What is being asked => The answer should match the records character for character.

□ □ □

#[cfg(test)]
mod tests {
    use super::*;
    use crate::digest::DigestAlgorithm;

    const BS: usize = 2;

    fn blocks() -> Vec<[u8; BS]> {
        (0..6u8).map(|i| [i * 2 + 1, i * 2 + 2]).collect()
    }

    fn packet(indices: &[u32]) -> Packet {
        let all = blocks();
        let refs: Vec<&[u8]> = indices.iter().map(|&i| &all[i as usize][..]).collect();
        let indices = indices.to_vec();
        Packet::create(12, &refs, indices, BS, DigestAlgorithm::Sha256, None).unwrap()
    }

    fn session(period: Option<u32>) -> DecodeSession {
        let params = SessionParams::from_header(&packet(&[0]).header);
        DecodeSession::new(
            params,
            &DecoderConfig {
                fallback_period: period,
                ..DecoderConfig::default()
            },
        )
    }

    #[test]
    fn single_difference_cases() {
        assert_eq!(single_difference(&[1, 2, 5], &[1, 2]), Some(5));
        assert_eq!(single_difference(&[0, 1, 2], &[1, 2]), Some(0));
        assert_eq!(single_difference(&[1, 3, 5], &[1, 2]), None);
        assert_eq!(single_difference(&[1, 2], &[1, 2]), None);
        assert_eq!(single_difference(&[1, 2, 3, 4], &[1, 2]), None);
        assert_eq!(single_difference(&[3, 4], &[5]), None);
        assert_eq!(single_difference(&[7], &[]), Some(7));
    }

    #[test]
    fn params_mismatch_is_reported_by_field() {
        let params = SessionParams::from_header(&packet(&[0]).header);
        let mut other = packet(&[1]).header;
        assert!(params.check(&other).is_ok());
        other.block_size = 4;
        assert_eq!(
            params.check(&other),
            Err(DecodeError::SessionMismatch(SessionField::BlockSize))
        );
        other.block_size = 2;
        other.total_size = 11;
        assert_eq!(
            params.check(&other),
            Err(DecodeError::SessionMismatch(SessionField::TotalSize))
        );
        other.total_size = 12;
        other.message_digest = Some(DigestAlgorithm::Sha256.digest(b"x"));
        assert_eq!(
            params.check(&other),
            Err(DecodeError::SessionMismatch(SessionField::Digest))
        );
    }

    #[test]
    fn degree_one_and_duplicates() {
        let mut s = session(None);
        s.receive(packet(&[3])).unwrap();
        s.receive(packet(&[3])).unwrap();
        let p = s.progress();
        assert_eq!(p.received_packets, 2);
        assert_eq!(p.received_blocks, 1);
        assert_eq!(s.stats().redundant_packets, 1);
        assert_eq!(s.buffer.block(3), &blocks()[3]);
    }

    #[test]
    fn peeling_cascade_resolves_chain() {
        let mut s = session(None);
        s.receive(packet(&[0, 1])).unwrap();
        s.receive(packet(&[1, 2, 3])).unwrap();
        s.receive(packet(&[2, 3])).unwrap();
        assert_eq!(s.progress().received_blocks, 0);
        assert_eq!(s.pending_packets(), 3);

        // 0 → 1 → (2,3 still pair) ; then 3 → 2
        s.receive(packet(&[0])).unwrap();
        assert!(s.is_recovered(1));
        assert!(!s.is_recovered(2));
        s.receive(packet(&[3])).unwrap();
        assert!(s.is_recovered(2));
        assert_eq!(s.pending_packets(), 0);
        for i in 0..4 {
            assert_eq!(s.buffer.block(i), &blocks()[i]);
        }
    }

    #[test]
    fn known_blocks_are_subtracted_on_arrival() {
        let mut s = session(None);
        s.receive(packet(&[4])).unwrap();
        s.receive(packet(&[2, 4])).unwrap();
        assert!(s.is_recovered(2));
        assert_eq!(s.buffer.block(2), &blocks()[2]);
        assert_eq!(s.stats().peeled_blocks, 1);

        // fully known packet is dropped
        s.receive(packet(&[2, 4])).unwrap();
        assert_eq!(s.pending_packets(), 0);
        assert_eq!(s.stats().redundant_packets, 1);
    }

    #[test]
    fn resolved_duplicate_is_not_written() {
        let mut s = session(None);
        s.receive(packet(&[1, 2])).unwrap();
        s.receive(packet(&[0, 1, 2])).unwrap();
        s.receive(packet(&[0, 2])).unwrap();
        s.receive(packet(&[2])).unwrap();
        for i in 0..3 {
            assert_eq!(s.buffer.block(i), &blocks()[i], "block {i}");
        }
        assert_eq!(s.progress().received_blocks, 3);
        assert_eq!(s.pending_packets(), 0);
    }

    #[test]
    fn intersection_fallback_recovers_difference() {
        let mut s = session(Some(2));
        s.receive(packet(&[1, 2, 5])).unwrap();
        assert!(!s.is_recovered(5));
        s.receive(packet(&[1, 2])).unwrap();
        assert!(s.is_recovered(5));
        assert_eq!(s.buffer.block(5), &blocks()[5]);
        assert_eq!(s.stats().intersection_blocks, 1);
        assert_eq!(s.progress().received_blocks, 1);
    }

    #[test]
    fn fallback_waits_for_its_period() {
        let mut s = session(Some(3));
        s.receive(packet(&[1, 2, 5])).unwrap();
        s.receive(packet(&[1, 2])).unwrap();
        assert!(!s.is_recovered(5));
        s.receive(packet(&[3, 4])).unwrap();
        assert!(s.is_recovered(5));
    }

    #[test]
    fn complete_session_finishes() {
        let mut s = session(None);
        for i in 0..6 {
            s.receive(packet(&[i])).unwrap();
        }
        assert!(s.is_complete());
        let decoded = s.finish().unwrap();
        let expected: Vec<u8> = blocks().concat();
        assert_eq!(&decoded.data[..], &expected[..]);
        assert_eq!(decoded.total_blocks, 6);
        assert_eq!(decoded.received_packets, 6);
        assert!(decoded.done);
    }

    #[test]
    fn finish_checks_message_digest() {
        let mut header = packet(&[0]).header;
        header.message_digest = Some(DigestAlgorithm::Sha256.digest(b"something else"));
        let params = SessionParams::from_header(&header);
        let mut s = DecodeSession::new(params, &DecoderConfig::default());
        for i in 0..6 {
            s.receive(packet(&[i])).unwrap();
        }
        assert_eq!(s.finish().unwrap_err(), DecodeError::ChecksumMismatch);
    }
}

□ □ □

Answer area =>
#[cfg(test)]
mod tests {
    use super::*;
    use crate::digest::DigestAlgorithm;

    const BS: usize = 2;

    fn blocks() -> Vec<[u8; BS]> {
        (0..6u8).map(|i| [i * 2 + 1, i * 2 + 2]).collect()
    }

    fn packet(indices: &[u32]) -> Packet {
        let all = blocks();
        let refs: Vec<&[u8]> = indices.iter().map(|&i| &all[i as usize][..]).collect();
        let indices = indices.to_vec();
        Packet::create(12, &refs, indices, BS, DigestAlgorithm::Sha256, None).unwrap()
    }

    fn session(period: Option<u32>) -> DecodeSession {
        let params = SessionParams::from_header(&packet(&[0]).header);
        DecodeSession::new(
            params,
            &DecoderConfig {
                fallback_period: period,
                ..DecoderConfig::default()
            },
        )
    }

    #[test]
    fn single_difference_cases() {
        assert_eq!(single_difference(&[1, 2, 5], &[1, 2]), Some(5));
        assert_eq!(single_difference(&[0, 1, 2], &[1, 2]), Some(0));
        assert_eq!(single_difference(&[1, 3, 5], &[1, 2]), None);
        assert_eq!(single_difference(&[1, 2], &[1, 2]), None);
        assert_eq!(single_difference(&[1, 2, 3, 4], &[1, 2]), None);
        assert_eq!(single_difference(&[3, 4], &[5]), None);
        assert_eq!(single_difference(&[7], &[]), Some(7));
    }

    #[test]
    fn params_mismatch_is_reported_by_field() {
        let params = SessionParams::from_header(&packet(&[0]).header);
        let mut other = packet(&[1]).header;
        assert!(params.check(&other).is_ok());
        other.block_size = 4;
        assert_eq!(
            params.check(&other),
            Err(DecodeError::SessionMismatch(SessionField::BlockSize))
        );
        other.block_size = 2;
        other.total_size = 11;
        assert_eq!(
            params.check(&other),
            Err(DecodeError::SessionMismatch(SessionField::TotalSize))
        );
        other.total_size = 12;
        other.message_digest = Some(DigestAlgorithm::Sha256.digest(b"x"));
        assert_eq!(
            params.check(&other),
            Err(DecodeError::SessionMismatch(SessionField::Digest))
        );
    }

    #[test]
    fn degree_one_and_duplicates() {
        let mut s = session(None);
        s.receive(packet(&[3])).unwrap();
        s.receive(packet(&[3])).unwrap();
        let p = s.progress();
        assert_eq!(p.received_packets, 2);
        assert_eq!(p.received_blocks, 1);
        assert_eq!(s.stats().redundant_packets, 1);
        assert_eq!(s.buffer.block(3), &blocks()[3]);
    }

    #[test]
    fn peeling_cascade_resolves_chain() {
        let mut s = session(None);
        s.receive(packet(&[0, 1])).unwrap();
        s.receive(packet(&[1, 2, 3])).unwrap();
        s.receive(packet(&[2, 3])).unwrap();
        assert_eq!(s.progress().received_blocks, 0);
        assert_eq!(s.pending_packets(), 3);

        // 0 → 1 → (2,3 still pair) ; then 3 → 2
        s.receive(packet(&[0])).unwrap();
        assert!(s.is_recovered(1));
        assert!(!s.is_recovered(2));
        s.receive(packet(&[3])).unwrap();
        assert!(s.is_recovered(2));
        assert_eq!(s.pending_packets(), 0);
        for i in 0..4 {
            assert_eq!(s.buffer.block(i), &blocks()[i]);
        }
    }

    #[test]
    fn known_blocks_are_subtracted_on_arrival() {
        let mut s = session(None);
        s.receive(packet(&[4])).unwrap();
        s.receive(packet(&[2, 4])).unwrap();
        assert!(s.is_recovered(2));
        assert_eq!(s.buffer.block(2), &blocks()[2]);
        assert_eq!(s.stats().peeled_blocks, 1);

        // fully known packet is dropped
        s.receive(packet(&[2, 4])).unwrap();
        assert_eq!(s.pending_packets(), 0);
        assert_eq!(s.stats().redundant_packets, 1);
    }

    #[test]
    fn resolved_duplicate_is_not_written() {
        let mut s = session(None);
        s.receive(packet(&[1, 2])).unwrap();
        s.receive(packet(&[0, 1, 2])).unwrap();
        s.receive(packet(&[0, 2])).unwrap();
        s.receive(packet(&[2])).unwrap();
        for i in 0..3 {
            assert_eq!(s.buffer.block(i), &blocks()[i], "block {i}");
        }
        assert_eq!(s.progress().received_blocks, 3);
        assert_eq!(s.pending_packets(), 0);
    }

    #[test]
    fn intersection_fallback_recovers_difference() {
        let mut s = session(Some(2));
        s.receive(packet(&[1, 2, 5])).unwrap();
        assert!(!s.is_recovered(5));
        s.receive(packet(&[1, 2])).unwrap();
        assert!(s.is_recovered(5));
        assert_eq!(s.buffer.block(5), &blocks()[5]);
        assert_eq!(s.stats().intersection_blocks, 1);
        assert_eq!(s.progress().received_blocks, 1);
    }

    #[test]
    fn fallback_waits_for_its_period() {
        let mut s = session(Some(3));
        s.receive(packet(&[1, 2, 5])).unwrap();
        s.receive(packet(&[1, 2])).unwrap();
        assert!(!s.is_recovered(5));
        s.receive(packet(&[3, 4])).unwrap();
        assert!(s.is_recovered(5));
    }

    #[test]
    fn complete_session_finishes() {
        let mut s = session(None);
        for i in 0..6 {
            s.receive(packet(&[i])).unwrap();
        }
        assert!(s.is_complete());
        let decoded = s.finish().unwrap();
        let expected: Vec<u8> = blocks().concat();
        assert_eq!(&decoded.data[..], &expected[..]);
        assert_eq!(decoded.total_blocks, 6);
        assert_eq!(decoded.received_packets, 6);
        assert!(decoded.done);
    }

    #[test]
    fn finish_checks_message_digest() {
        let mut header = packet(&[0]).header;
        header.message_digest = Some(DigestAlgorithm::Sha256.digest(b"something else"));
        let params = SessionParams::from_header(&header);
        let mut s = DecodeSession::new(params, &DecoderConfig::default());
        for i in 0..6 {
            s.receive(packet(&[i])).unwrap();
        }
        assert_eq!(s.finish().unwrap_err(), DecodeError::ChecksumMismatch);
    }
}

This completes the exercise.